Plot various graph properties
=============================
"""

import nngt
import nngt.plot as nplt
from nngt.geometry import Shape

import matplotlib.pyplot as plt

plt.rcParams.update({
    'axes.edgecolor': 'grey', 'xtick.color': 'grey', 'ytick.color': 'grey',
    "figure.facecolor": (0, 0, 0, 0), "axes.facecolor": (0, 0, 0, 0),
    "axes.labelcolor": "grey", "text.color": "grey"
})


nngt.seed(0)


# %%
# Let's start by making a random exponential graph

shape = Shape.disk(100)

g = nngt.generation.distance_rule(5, shape=shape, nodes=1000, avg_deg=20)


# %%
# Let's plot the distances

nplt.edge_attributes_distribution(g, "distance", show=True)

# %%
# We then compute the betweenness and see how it correlates with the distance

nbetw, ebetw = nngt.analysis.betweenness(g)

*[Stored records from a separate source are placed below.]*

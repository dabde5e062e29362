use std::time::Duration;

use anyhow::{Context, Result, bail};
use async_trait::async_trait;
use serde_json::Value;
use tracing::debug;

use super::{AnswerGenerator, DEFAULT_CONTEXT_CHARS, build_prompt};

pub const DEFAULT_ENDPOINT: &str = "https://generativelanguage.googleapis.com/v1beta";
pub const DEFAULT_MODEL: &str = "gemini-2.0-flash";
pub const API_KEY_ENV: &str = "GEMINI_API_KEY";

#[derive(Debug, Clone)]
pub struct GeminiConfig {
    pub api_key: String,
    pub endpoint: String,
    pub model: String,
    pub context_chars: usize,
    pub request_timeout: Duration,
}

impl GeminiConfig {
    pub fn new(api_key: impl Into<String>) -> Self {
        Self {
            api_key: api_key.into(),
            endpoint: DEFAULT_ENDPOINT.to_string(),
            model: DEFAULT_MODEL.to_string(),
            context_chars: DEFAULT_CONTEXT_CHARS,
            request_timeout: Duration::from_secs(60),
        }
    }

    pub fn from_env() -> Result<Self> {
        dotenvy::dotenv().ok();
        let api_key = std::env::var(API_KEY_ENV)
            .ok()
            .filter(|key| !key.trim().is_empty())
            .with_context(|| format!("{API_KEY_ENV} is not set"))?;
        Ok(Self::new(api_key))
    }

    fn request_url(&self) -> String {
        format!(
            "{}/models/{}:generateContent?key={}",
            self.endpoint.trim_end_matches('/'),
            self.model,
            self.api_key
        )
    }
}

pub struct GeminiGenerator {
    client: reqwest::Client,
    config: GeminiConfig,
}

impl GeminiGenerator {
    pub fn new(config: GeminiConfig) -> Result<Self> {
        let client = reqwest::Client::builder()
            .timeout(config.request_timeout)
            .build()
            .context("failed to build http client")?;
        Ok(Self { client, config })
    }
}

#[async_trait]
impl AnswerGenerator for GeminiGenerator {
    async fn generate(&self, question: &str, context: &str) -> Result<String> {
        let prompt = build_prompt(question, context, self.config.context_chars);
        let body = serde_json::json!({
            "contents": [{ "parts": [{ "text": prompt }] }]
        });

        debug!(model = %self.config.model, prompt_chars = prompt.len(), "calling gemini");
        let response = self
            .client
            .post(self.config.request_url())
            .json(&body)
            .send()
            .await
            .map_err(reqwest::Error::without_url)
            .with_context(|| format!("failed to call {} generateContent", self.config.model))?;

        let status = response.status();
        if !status.is_success() {
            let detail = response.text().await.unwrap_or_default();
            bail!("gemini returned {status}: {}", detail.trim());
        }

        let json = response
            .json::<Value>()
            .await
            .map_err(reqwest::Error::without_url)
            .context("failed to decode gemini response")?;
        Ok(response_text(&json).unwrap_or_default().trim().to_string())
    }
}

pub(super) fn response_text(json: &Value) -> Option<&str> {
    json["candidates"][0]["content"]["parts"][0]["text"].as_str()
}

g.new_edge_attribute("betweenness", "float", values=ebetw)

nplt.correlation_to_attribute(g, "distance", "betweenness",
                              attribute_type="edge", show=True)


# %%
# Let's check the correlations between various node properties and their degree

g.new_node_attribute("betweenness", "float", values=nbetw)

attr = ["betweenness", "clustering", "in-degree", "subgraph_centrality"]

nplt.correlation_to_attribute(g, "out-degree", attr, show=True)